Keep only the lines of the listing that include the word "rotation", and copy them.

BEGIN

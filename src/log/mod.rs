//! Ambient log-file sink and tail support for `GET /admin/logs` (process
//! logs). Grounded on `monoutils::log::RotatingLog`'s idiom
//! (file sink + background rotation), adapted inline with `tracing-appender`
//! doing the rotation and a small poll-based tailer doing the read side,
//! since `monoutils` itself was not carried into this tree.

pub mod rotating;

pub use rotating::{init_file_appender, tail_lines, tail_stream};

END

■ **Exercise answer**:
//! (file sink + background rotation), adapted inline with `tracing-appender`
//! doing the rotation and a small poll-based tailer doing the read side,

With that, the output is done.